When a deep body of fluid is heated from below at a horizontal boundary a destabilizing temperature gradient develops. As the heat diffuses into the fluid the effective thermal Rayleigh number based on the diffusion length-scale grows and, for the case of a sudden increase in the temperature by a fixed amount,  is proportional to $t^{3/2}$. Hence,one may expect the fluid to be stable initially, only becoming unstable after a finite time. When an evolving thermal boundary layer first becomes unstable the growth rate of the instabilities may be comparable to the time-scale of the evolution of the background temperature profile, and so analytical approximations such as the quasi-static approximation (assuming the time-evolution of the background state can be ignored)  are not strictly appropriate.
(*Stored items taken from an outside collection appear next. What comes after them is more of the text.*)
use thiserror::Error;
use ts_core::TsError;
use ts_lane::LaneError;
use ts_strategy::StrategyError;

#[derive(Debug, Error)]
pub enum SimError {
    #[error("simulation configuration error: {0}")]
    Config(String),

    #[error(transparent)]
    Core(#[from] TsError),

    /// Queue corruption (e.g. a double departure).  Not recoverable.
    #[error("lane state error: {0}")]
    Lane(#[from] LaneError),

    #[error(transparent)]
    Strategy(#[from] StrategyError),

    /// A per-vehicle average was requested before any vehicle departed.
    #[error("no completed vehicles")]
    NoCompletedVehicles,

    #[error("tick limit {0} reached before termination condition")]
    TickLimit(u64),

    #[error("thread pool error: {0}")]
    ThreadPool(String),
}

pub type SimResult<T> = Result<T, SimError>;
//! Helpers for [`std::process::Command`].

use std::ffi::OsStr;
use std::process::Command;

/// Extension trait for [`Command`].
pub trait CommandRunExt {
    /// Render the program and its arguments as a single shell-quoted line,
    /// suitable for logging or for pasting into a terminal.
    fn to_string_pretty(&self) -> String;
}

fn quote_arg(arg: &OsStr) -> String {
    let arg = arg.to_string_lossy();
    // NUL bytes can't be quoted; show them as-is rather than failing.
    shlex::try_quote(&arg)
        .map(|q| q.into_owned())
        .unwrap_or_else(|_| arg.to_string())
}

impl CommandRunExt for Command {
    fn to_string_pretty(&self) -> String {
        std::iter::once(self.get_program())
            .chain(self.get_args())
            .map(quote_arg)
            .collect::<Vec<_>>()
            .join(" ")
    }
}

#[cfg(test)]
mod tests {
    use super::*;

    #[test]
    fn test_pretty_plain() {
        let mut cmd = Command::new("nydus-image");
        cmd.args(["create", "--bootstrap", "/out/boot", "/rootfs"]);
        similar_asserts::assert_eq!(
            cmd.to_string_pretty(),
            "nydus-image create --bootstrap /out/boot /rootfs"
        );
    }

    #[test]
    fn test_pretty_quoting() {
        let mut cmd = Command::new("/usr/bin/nydus-image");
        cmd.args(["check", "--bootstrap", "/var/tmp/my layer", "--output-json", ""]);
        let pretty = cmd.to_string_pretty();
        assert!(pretty.ends_with(" ''"), "{pretty}");
        let split = shlex::split(&pretty).unwrap();
        assert_eq!(
            split,
            [
                "/usr/bin/nydus-image",
                "check",
                "--bootstrap",
                "/var/tmp/my layer",
                "--output-json",
                ""
            ]
        );
    }
}
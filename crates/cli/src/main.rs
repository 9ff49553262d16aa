//! The main entrypoint for nydus-build

use anyhow::{Context, Result};
use clap::Parser;
use fn_error_context::context;
use nydus_builder::{Builder, CheckOptions, CompactOptions};

mod cli;
mod config;

use cli::{Cmd, Opt};
use config::BuildConfig;

#[context("run")]
fn run() -> Result<()> {
    let opt = Opt::parse();

    nydus_builder_utils::initialize_tracing();
    tracing::trace!("starting {}", env!("CARGO_PKG_NAME"));

    let config = BuildConfig::load()?.unwrap_or_default();
    let builder = Builder::new(cli::resolve_binary(opt.nydus_image, config.nydus_image));
    tracing::debug!("Using {}", builder.binary());

    if opt.dry_run {
        println!("{}", cli::dry_run_line(&builder, opt.cmd, &config.create)?);
        return Ok(());
    }

    match opt.cmd {
        Cmd::Create(o) => {
            let opts = o.into_options(&config.create)?;
            builder
                .create(&opts)
                .with_context(|| format!("Building {}", opts.rootfs_path))?;
        }
        Cmd::Compact(o) => {
            let opts = CompactOptions::from(o);
            builder
                .compact(&opts)
                .with_context(|| format!("Compacting {}", opts.bootstrap_path))?;
        }
        Cmd::ChunkdictGenerate(o) => {
            builder
                .generate(&o.into())
                .context("Generating chunk dictionary")?;
        }
        Cmd::Check(o) => {
            let opts = CheckOptions::from(o);
            builder
                .check(&opts)
                .with_context(|| format!("Checking {}", opts.bootstrap_path))?;
        }
    }
    Ok(())
}

fn main() {
    nydus_builder_utils::run_main(run)
}
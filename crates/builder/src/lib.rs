//! # nydus-builder
//!
//! Drives the external `nydus-image` tool, which produces RAFS bootstraps
//! and data blobs.
//!
//! This crate provides functionality for:
//! - Creating a layer bootstrap and blob from a root filesystem
//! - Compacting a bootstrap and its blobs
//! - Generating a chunk dictionary from several bootstraps
//! - Validating a bootstrap
//!
//! Each operation turns an options struct into an argument vector and runs
//! `nydus-image` synchronously; see [`Builder`].

mod builder;
mod error;
mod options;
mod sink;

pub use builder::Builder;
pub use error::{Error, FailureKind, Result};
pub use options::{BuildOptions, CheckOptions, CompactOptions, GenerateOptions};
pub use sink::Sink;
//! Destinations for the standard output and error of `nydus-image`.

use std::fmt;
use std::io::{self, Read, Write};
use std::process::Stdio;
use std::sync::{Arc, Mutex, PoisonError};

/// Where a standard stream of the child process goes.
#[derive(Default)]
pub enum Sink {
    /// Share the stream of the current process.
    #[default]
    Inherit,
    /// Discard the stream.
    Null,
    /// Copy the stream verbatim into a writer. The same writer may be used
    /// for both stdout and stderr; it is locked once per chunk.
    Writer(Arc<Mutex<dyn Write + Send>>),
}

impl fmt::Debug for Sink {
    fn fmt(&self, f: &mut fmt::Formatter<'_>) -> fmt::Result {
        match self {
            Sink::Inherit => f.write_str("Inherit"),
            Sink::Null => f.write_str("Null"),
            Sink::Writer(_) => f.write_str("Writer"),
        }
    }
}

impl Sink {
    /// Wrap an owned writer.
    pub fn writer(w: impl Write + Send + 'static) -> Self {
        Sink::Writer(Arc::new(Mutex::new(w)))
    }

    pub(crate) fn stdio(&self) -> Stdio {
        match self {
            Sink::Inherit => Stdio::inherit(),
            Sink::Null => Stdio::null(),
            Sink::Writer(_) => Stdio::piped(),
        }
    }

    /// Copy `stream` into this sink until EOF. The stream is always drained,
    /// even after a write error, so the child can't block on a full pipe.
    pub(crate) fn forward(&self, stream: Option<impl Read>) -> io::Result<()> {
        let (Some(mut stream), Sink::Writer(w)) = (stream, self) else {
            return Ok(());
        };
        let mut buf = [0u8; 8192];
        let mut failed = None;
        loop {
            let n = match stream.read(&mut buf) {
                Ok(0) => break,
                Ok(n) => n,
                Err(e) if e.kind() == io::ErrorKind::Interrupted => continue,
                Err(e) => return Err(e),
            };
            if failed.is_some() {
                continue;
            }
            let mut w = w.lock().unwrap_or_else(PoisonError::into_inner);
            if let Err(e) = w.write_all(&buf[..n]) {
                failed = Some(e);
            }
        }
        if let Some(e) = failed {
            return Err(e);
        }
        w.lock().unwrap_or_else(PoisonError::into_inner).flush()
    }
}
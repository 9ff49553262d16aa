//! Option structs for each `nydus-image` subcommand, and their translation
//! into argument vectors.

use camino::Utf8PathBuf;

/// Options for `nydus-image create`, which builds the bootstrap and blob for
/// a single layer.
#[derive(Debug, Clone, Default, PartialEq, Eq)]
pub struct BuildOptions {
    /// Bootstrap of the parent layer, if this layer is stacked on one.
    pub parent_bootstrap_path: Option<Utf8PathBuf>,
    /// Chunk dictionary reference, e.g. `bootstrap=/path/to/dict.boot`.
    pub chunk_dict: Option<String>,
    /// Where to write the generated bootstrap.
    pub bootstrap_path: Utf8PathBuf,
    /// The root filesystem to build from.
    pub rootfs_path: Utf8PathBuf,
    /// Storage backend type. Not forwarded to `create`, which always writes
    /// the blob locally.
    pub backend_type: Option<String>,
    /// Storage backend configuration. Not forwarded to `create`.
    pub backend_config: Option<String>,
    /// Whiteout convention of the source layer, e.g. `oci` or `overlayfs`.
    pub whiteout_spec: String,
    /// Where `nydus-image` writes its JSON result.
    pub output_json_path: Utf8PathBuf,
    /// Newline separated prefetch patterns; sent on standard input.
    pub prefetch_patterns: String,
    /// A regular file or fifo into which `nydus-image` dumps the blob.
    pub blob_path: Utf8PathBuf,
    /// Align uncompressed chunks to 4K.
    pub aligned_chunk: bool,
    /// Compression algorithm, e.g. `zstd` or `lz4_block`.
    pub compressor: Option<String>,
    /// Chunk size, e.g. `0x100000`.
    pub chunk_size: Option<String>,
    /// RAFS filesystem version, `5` or `6`.
    pub fs_version: String,
}

/// Options for `nydus-image compact`.
///
/// The thresholds are passed through as strings; `nydus-image` does the
/// parsing.
#[derive(Debug, Clone, Default, PartialEq, Eq)]
pub struct CompactOptions {
    /// Chunk dictionary reference to compact against.
    pub chunk_dict: Option<String>,
    /// Bootstrap to compact.
    pub bootstrap_path: Utf8PathBuf,
    /// Output bootstrap; `nydus-image` defaults to `<bootstrap>.compact`.
    pub output_bootstrap_path: Option<Utf8PathBuf>,
    /// Storage backend type.
    pub backend_type: String,
    /// Storage backend configuration file.
    pub backend_config_path: Utf8PathBuf,
    /// Where `nydus-image` writes its JSON result.
    pub output_json_path: Utf8PathBuf,
    /// Blobs with a lower used ratio than this (0-99) are rewritten.
    pub min_used_ratio: String,
    /// Blobs smaller than this many bytes are merged.
    pub compact_blob_size: String,
    /// Upper bound of a compacted blob, in bytes.
    pub max_compact_size: String,
    /// Only compact when there are at least this many blobs; 0 means always.
    pub layers_to_compact: String,
    /// Local directory for blobs not present in the backend, and for output.
    pub blobs_dir: Utf8PathBuf,
}

/// Options for `nydus-image chunkdict generate`.
#[derive(Debug, Clone, Default, PartialEq, Eq)]
pub struct GenerateOptions {
    /// Bootstraps to aggregate, in order.
    pub bootstrap_paths: Vec<Utf8PathBuf>,
    /// Database used to collect chunk statistics, e.g. `sqlite:///tmp/db`.
    pub database_path: String,
    /// Where to write the chunk dictionary bootstrap.
    pub chunkdict_bootstrap_path: Utf8PathBuf,
    /// Where `nydus-image` writes its JSON result.
    pub output_path: Utf8PathBuf,
}

/// Options for `nydus-image check`.
#[derive(Debug, Clone, Default, PartialEq, Eq)]
pub struct CheckOptions {
    /// Bootstrap to validate.
    pub bootstrap_path: Utf8PathBuf,
    /// Local directory hosting the data blobs.
    pub blob_dir: Option<Utf8PathBuf>,
    /// Where `nydus-image` writes its JSON result.
    pub output_json_path: Utf8PathBuf,
    /// Print the inode tree while checking.
    pub verbose: bool,
}

/// Returns the value if it is present and non-empty.
fn set<S: AsRef<str>>(v: &Option<S>) -> Option<&str> {
    v.as_ref().map(AsRef::<str>::as_ref).filter(|s| !s.is_empty())
}

/// Accumulates an argument vector.
#[derive(Debug, Default)]
struct Args(Vec<String>);

impl Args {
    fn arg(&mut self, a: impl Into<String>) -> &mut Self {
        self.0.push(a.into());
        self
    }

    fn flag(&mut self, name: &str, value: impl AsRef<str>) -> &mut Self {
        self.arg(name).arg(value.as_ref())
    }

    fn flag_if_set<S: AsRef<str>>(&mut self, name: &str, value: &Option<S>) -> &mut Self {
        if let Some(v) = set(value) {
            self.flag(name, v);
        }
        self
    }

    fn finish(&mut self) -> Vec<String> {
        std::mem::take(&mut self.0)
    }
}

impl BuildOptions {
    /// The `nydus-image` arguments for this build.
    pub fn args(&self) -> Vec<String> {
        let mut args = Args::default();
        args.arg("create");
        args.flag_if_set("--parent-bootstrap", &self.parent_bootstrap_path);
        if self.aligned_chunk {
            args.arg("--aligned-chunk");
        }
        args.flag_if_set("--chunk-dict", &self.chunk_dict)
            .flag("--bootstrap", &self.bootstrap_path)
            .flag("--log-level", "warn")
            .flag("--whiteout-spec", &self.whiteout_spec)
            .flag("--output-json", &self.output_json_path)
            .flag("--blob", &self.blob_path)
            .flag("--fs-version", &self.fs_version)
            .flag_if_set("--compressor", &self.compressor);
        // The patterns themselves are fed through stdin.
        if !self.prefetch_patterns.is_empty() {
            args.flag("--prefetch-policy", "fs");
        }
        args.flag_if_set("--chunk-size", &self.chunk_size)
            .arg(self.rootfs_path.as_str())
            .finish()
    }
}

impl CompactOptions {
    /// The `nydus-image` arguments for this compaction.
    pub fn args(&self) -> Vec<String> {
        Args::default()
            .arg("compact")
            .flag("--bootstrap", &self.bootstrap_path)
            .flag("--blob-dir", &self.blobs_dir)
            .flag("--min-used-ratio", &self.min_used_ratio)
            .flag("--compact-blob-size", &self.compact_blob_size)
            .flag("--max-compact-size", &self.max_compact_size)
            .flag("--layers-to-compact", &self.layers_to_compact)
            .flag("--backend-type", &self.backend_type)
            .flag("--backend-config-file", &self.backend_config_path)
            .flag("--log-level", "info")
            .flag("--output-json", &self.output_json_path)
            .flag_if_set("--output-bootstrap", &self.output_bootstrap_path)
            .flag_if_set("--chunk-dict", &self.chunk_dict)
            .finish()
    }
}

impl GenerateOptions {
    /// The `nydus-image` arguments for generating this chunk dictionary.
    pub fn args(&self) -> Vec<String> {
        let mut args = Args::default();
        args.arg("chunkdict")
            .arg("generate")
            .flag("--log-level", "warn")
            .flag("--bootstrap", &self.chunkdict_bootstrap_path)
            .flag("--database", &self.database_path)
            .flag("--output-json", &self.output_path);
        for bootstrap in &self.bootstrap_paths {
            args.arg(bootstrap.as_str());
        }
        args.finish()
    }
}

impl CheckOptions {
    /// The `nydus-image` arguments for this check.
    pub fn args(&self) -> Vec<String> {
        let mut args = Args::default();
        args.arg("check")
            .flag("--log-level", "warn")
            .flag("--output-json", &self.output_json_path)
            .flag_if_set("--blob-dir", &self.blob_dir);
        if self.verbose {
            args.arg("--verbose");
        }
        // `--bootstrap` is deprecated for check in favor of the positional.
        args.arg(self.bootstrap_path.as_str()).finish()
    }
}
use std::cmp::Ordering;

use chrono::NaiveDateTime;
use serde::{Deserialize, Serialize};

use crate::grade::{classify, ThresholdTable};

/// Geographic location (WGS84)
#[derive(Debug, Clone, Copy, PartialEq, Serialize, Deserialize)]
pub struct Coordinate {
    pub latitude: f64,
    pub longitude: f64,
}

impl Coordinate {
    pub fn new(latitude: f64, longitude: f64) -> Self {
        Self {
            latitude,
            longitude,
        }
    }
}

/// A monitoring station picked from the nearby-station directory
#[derive(Debug, Clone, PartialEq, Serialize, Deserialize)]
pub struct MonitoringStation {
    pub name: String,
    pub address: String,
    pub distance_meters: Option<f64>,
}

/// Pollutants reported by the real-time measurement service.
///
/// `Khai` is the combined index rather than a single pollutant.
#[derive(Debug, Clone, Copy, PartialEq, Eq, Hash, Serialize, Deserialize)]
#[serde(rename_all = "lowercase")]
pub enum PollutantKind {
    Pm10,
    Pm25,
    So2,
    Co,
    O3,
    No2,
    Khai,
}

impl PollutantKind {
    pub const ALL: [PollutantKind; 7] = [
        Self::Pm10,
        Self::Pm25,
        Self::So2,
        Self::Co,
        Self::O3,
        Self::No2,
        Self::Khai,
    ];

    pub fn unit(&self) -> &'static str {
        match self {
            Self::Pm10 | Self::Pm25 => "㎍/㎥",
            Self::So2 | Self::Co | Self::O3 | Self::No2 => "ppm",
            Self::Khai => "",
        }
    }

    pub fn symbol(&self) -> &'static str {
        match self {
            Self::Pm10 => "PM10",
            Self::Pm25 => "PM2.5",
            Self::So2 => "SO2",
            Self::Co => "CO",
            Self::O3 => "O3",
            Self::No2 => "NO2",
            Self::Khai => "KHAI",
        }
    }
}

/// Air quality grade.
///
/// Known grades are ordered by severity. `Unknown` only compares equal to
/// itself, so `partial_cmp` against a known grade yields `None`.
#[derive(Debug, Clone, Copy, PartialEq, Eq, Hash, Serialize, Deserialize, Default)]
#[serde(rename_all = "snake_case")]
pub enum Grade {
    Good,
    Normal,
    Bad,
    Awful,
    #[default]
    Unknown,
}

impl Grade {
    /// Severity rank, `None` for `Unknown`
    pub fn severity(&self) -> Option<u8> {
        match self {
            Self::Good => Some(0),
            Self::Normal => Some(1),
            Self::Bad => Some(2),
            Self::Awful => Some(3),
            Self::Unknown => None,
        }
    }

    pub fn is_known(&self) -> bool {
        self.severity().is_some()
    }

    /// Parse the service's grade code ("1".."4")
    pub fn from_code(code: &str) -> Self {
        match code.trim() {
            "1" => Self::Good,
            "2" => Self::Normal,
            "3" => Self::Bad,
            "4" => Self::Awful,
            _ => Self::Unknown,
        }
    }

    /// Most severe known grade, or `Unknown` when none is known
    pub fn worst<I>(grades: I) -> Self
    where
        I: IntoIterator<Item = Grade>,
    {
        grades
            .into_iter()
            .filter(Grade::is_known)
            .max_by_key(|g| g.severity())
            .unwrap_or(Grade::Unknown)
    }
}

impl PartialOrd for Grade {
    fn partial_cmp(&self, other: &Self) -> Option<Ordering> {
        match (self.severity(), other.severity()) {
            (Some(a), Some(b)) => Some(a.cmp(&b)),
            (None, None) => Some(Ordering::Equal),
            _ => None,
        }
    }
}

/// One pollutant value and the grade derived from it
#[derive(Debug, Clone, Copy, PartialEq, Serialize, Deserialize, Default)]
pub struct Reading {
    pub value: Option<f64>,
    pub grade: Grade,
}

/// Raw numeric values of a single reading, before grading
#[derive(Debug, Clone, Copy, PartialEq, Default)]
pub struct PollutantValues {
    pub pm10: Option<f64>,
    pub pm25: Option<f64>,
    pub so2: Option<f64>,
    pub co: Option<f64>,
    pub o3: Option<f64>,
    pub no2: Option<f64>,
    pub khai: Option<f64>,
}

impl PollutantValues {
    pub fn get(&self, kind: PollutantKind) -> Option<f64> {
        match kind {
            PollutantKind::Pm10 => self.pm10,
            PollutantKind::Pm25 => self.pm25,
            PollutantKind::So2 => self.so2,
            PollutantKind::Co => self.co,
            PollutantKind::O3 => self.o3,
            PollutantKind::No2 => self.no2,
            PollutantKind::Khai => self.khai,
        }
    }
}

/// A graded measurement for one station.
///
/// Grades are computed once in [`MeasuredValue::new`] and cannot drift from
/// the values afterwards.
#[derive(Debug, Clone, PartialEq, Serialize)]
pub struct MeasuredValue {
    measured_at: Option<NaiveDateTime>,
    pm10: Reading,
    pm25: Reading,
    so2: Reading,
    co: Reading,
    o3: Reading,
    no2: Reading,
    khai: Reading,
}

impl MeasuredValue {
    /// Grade every value against `table`.
    ///
    /// The combined grade comes from the numeric KHAI value when present,
    /// falling back to the service-reported `khai_code`.
    pub fn new(
        values: PollutantValues,
        khai_code: Option<&str>,
        measured_at: Option<NaiveDateTime>,
        table: &ThresholdTable,
    ) -> Self {
        let read = |kind: PollutantKind| {
            let value = values.get(kind);
            Reading {
                value,
                grade: classify(table, kind, value),
            }
        };

        let mut khai = read(PollutantKind::Khai);
        if khai.value.is_none() {
            khai.grade = khai_code.map(Grade::from_code).unwrap_or_default();
        }

        Self {
            measured_at,
            pm10: read(PollutantKind::Pm10),
            pm25: read(PollutantKind::Pm25),
            so2: read(PollutantKind::So2),
            co: read(PollutantKind::Co),
            o3: read(PollutantKind::O3),
            no2: read(PollutantKind::No2),
            khai,
        }
    }

    pub fn reading(&self, kind: PollutantKind) -> Reading {
        match kind {
            PollutantKind::Pm10 => self.pm10,
            PollutantKind::Pm25 => self.pm25,
            PollutantKind::So2 => self.so2,
            PollutantKind::Co => self.co,
            PollutantKind::O3 => self.o3,
            PollutantKind::No2 => self.no2,
            PollutantKind::Khai => self.khai,
        }
    }

    pub fn value(&self, kind: PollutantKind) -> Option<f64> {
        self.reading(kind).value
    }

    pub fn grade(&self, kind: PollutantKind) -> Grade {
        self.reading(kind).grade
    }

    /// Combined (KHAI) grade
    pub fn combined_grade(&self) -> Grade {
        self.khai.grade
    }

    pub fn measured_at(&self) -> Option<NaiveDateTime> {
        self.measured_at
    }
}
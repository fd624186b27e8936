//! Application error types.
//!
//! Lookup failures come from `airq_airkorea`; this module wraps them with
//! configuration and IO failures so the binary has one type to report.

use airq_airkorea::AirQualityError;
use thiserror::Error;

/// Top-level application error type.
///
/// Use `user_message()` to get a display-appropriate message.
#[derive(Debug, Error)]
pub enum AppError {
    #[error("Configuration error: {0}")]
    Config(#[from] ConfigError),

    #[error("Air quality error: {0}")]
    AirQuality(#[from] AirQualityError),

    #[error("IO error: {0}")]
    Io(#[from] std::io::Error),

    #[error("{0}")]
    Other(#[from] anyhow::Error),
}

impl AppError {
    pub fn user_message(&self) -> &'static str {
        match self {
            AppError::Config(e) => e.user_message(),
            AppError::AirQuality(e) => e.user_message(),
            AppError::Io(_) => "A file operation failed. Please try again.",
            AppError::Other(_) => "An unexpected error occurred. Please try again.",
        }
    }

    /// The lookup error, if this is one
    pub fn air_quality(&self) -> Option<&AirQualityError> {
        match self {
            AppError::AirQuality(e) => Some(e),
            _ => None,
        }
    }
}

/// Configuration errors.
#[derive(Debug, Error)]
pub enum ConfigError {
    #[error("Invalid configuration: {0}")]
    Invalid(String),

    #[error("Configuration parse error: {0}")]
    ParseError(String),

    #[error("Missing required setting: {0}")]
    MissingSetting(String),
}

impl ConfigError {
    pub fn user_message(&self) -> &'static str {
        match self {
            ConfigError::Invalid(_) => "Invalid configuration. Check your settings.",
            ConfigError::ParseError(_) => "Configuration file is malformed. Check your settings.",
            ConfigError::MissingSetting(_) => "A required setting is missing. Check your settings.",
        }
    }
}
pub mod config;
pub mod error;

pub use config::{
    AirKoreaConfig, Config, Locale, LocationConfig, UiConfig, ValidationResult,
};
pub use error::{AppError, ConfigError};

use anyhow::Result;

/// Initialize logging for the application
pub fn init() -> Result<()> {
    tracing_subscriber::fmt()
        .with_env_filter(
            tracing_subscriber::EnvFilter::try_from_default_env()
                .unwrap_or_else(|_| tracing_subscriber::EnvFilter::new("info")),
        )
        .with_writer(std::io::stderr)
        .try_init()
        .map_err(|e| anyhow::anyhow!("Failed to install tracing subscriber: {}", e))?;

    tracing::info!("airq core initialized");
    Ok(())
}
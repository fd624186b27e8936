//! Query run state machine.
//!
//! One run per surface. A run moves from `Running` to exactly one terminal
//! state; results that arrive after the run left `Running` are dropped.

use airq_airkorea::{AirQualityError, MeasuredValue, MonitoringStation};

/// A successful run: the resolved station and its graded reading.
#[derive(Debug, Clone, PartialEq)]
pub struct QueryOutcome {
    pub station: MonitoringStation,
    pub measured: MeasuredValue,
}

/// Observable state of the current run.
#[derive(Debug, Clone, PartialEq, Default)]
pub enum PipelineState {
    #[default]
    Idle,
    Running,
    Succeeded(QueryOutcome),
    Failed(AirQualityError),
    Cancelled,
}

impl PipelineState {
    pub fn is_running(&self) -> bool {
        matches!(self, PipelineState::Running)
    }

    /// True once the run reached a terminal state.
    pub fn is_finished(&self) -> bool {
        matches!(
            self,
            PipelineState::Succeeded(_) | PipelineState::Failed(_) | PipelineState::Cancelled
        )
    }

    /// State after a new run starts. Any previous state is replaced.
    pub fn on_started(self) -> Self {
        PipelineState::Running
    }

    /// State after the running stages return.
    pub fn on_finished(self, result: Result<QueryOutcome, AirQualityError>) -> Self {
        match self {
            PipelineState::Running => match result {
                Ok(outcome) => PipelineState::Succeeded(outcome),
                Err(AirQualityError::Cancelled) => PipelineState::Cancelled,
                Err(e) => PipelineState::Failed(e),
            },
            other => other,
        }
    }

    /// State after an explicit cancel.
    pub fn on_cancelled(self) -> Self {
        match self {
            PipelineState::Running => PipelineState::Cancelled,
            other => other,
        }
    }
}

#[cfg(test)]
mod tests {
    use super::*;
    use airq_airkorea::{PollutantValues, ThresholdTable};

    fn outcome() -> QueryOutcome {
        QueryOutcome {
            station: MonitoringStation {
                name: "Station-A".into(),
                address: String::new(),
                distance_meters: None,
            },
            measured: MeasuredValue::new(
                PollutantValues::default(),
                None,
                None,
                &ThresholdTable::default(),
            ),
        }
    }

    #[test]
    fn test_idle_is_neither_running_nor_finished() {
        let s = PipelineState::default();
        assert_eq!(s, PipelineState::Idle);
        assert!(!s.is_running());
        assert!(!s.is_finished());
    }

    #[test]
    fn test_start_replaces_any_state() {
        assert!(PipelineState::Idle.on_started().is_running());
        assert!(PipelineState::Cancelled.on_started().is_running());
        assert!(PipelineState::Failed(AirQualityError::Permission)
            .on_started()
            .is_running());
    }

    #[test]
    fn test_running_finishes_with_result() {
        let s = PipelineState::Running.on_finished(Ok(outcome()));
        assert_eq!(s, PipelineState::Succeeded(outcome()));

        let s = PipelineState::Running.on_finished(Err(AirQualityError::NotFound("x".into())));
        assert!(matches!(s, PipelineState::Failed(AirQualityError::NotFound(_))));

        let s = PipelineState::Running.on_finished(Err(AirQualityError::Cancelled));
        assert_eq!(s, PipelineState::Cancelled);
    }

    #[test]
    fn test_late_result_does_not_change_finished_state() {
        let s = PipelineState::Cancelled.on_finished(Ok(outcome()));
        assert_eq!(s, PipelineState::Cancelled);

        let s = PipelineState::Idle.on_finished(Err(AirQualityError::Permission));
        assert_eq!(s, PipelineState::Idle);
    }

    #[test]
    fn test_cancel_only_affects_running() {
        assert_eq!(PipelineState::Running.on_cancelled(), PipelineState::Cancelled);
        assert_eq!(
            PipelineState::Succeeded(outcome()).on_cancelled(),
            PipelineState::Succeeded(outcome())
        );
    }
}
We will focus on three basic problems: heating a body of fluid from a horizontal boundary, heating from a vertical boundary and heating a
body of fluid with a stabilizing salinity gradient from below. We look at the growing phase of the linear instabilities as an initial value
problem where the initial time for the instabilities is a parameter to be determined.  We will use a more general measure of the amplitude or
“energy” of the disturbances than, say, just the kinetic energy. We will determine numerically the optimal initial conditions and the optimal
starting time for the instabilities to ensure a given growth occurs at the earliest time for both heating from horizontal and vertical
boundaries. In some cases there is a clear change in form of the instabilities as they evolve.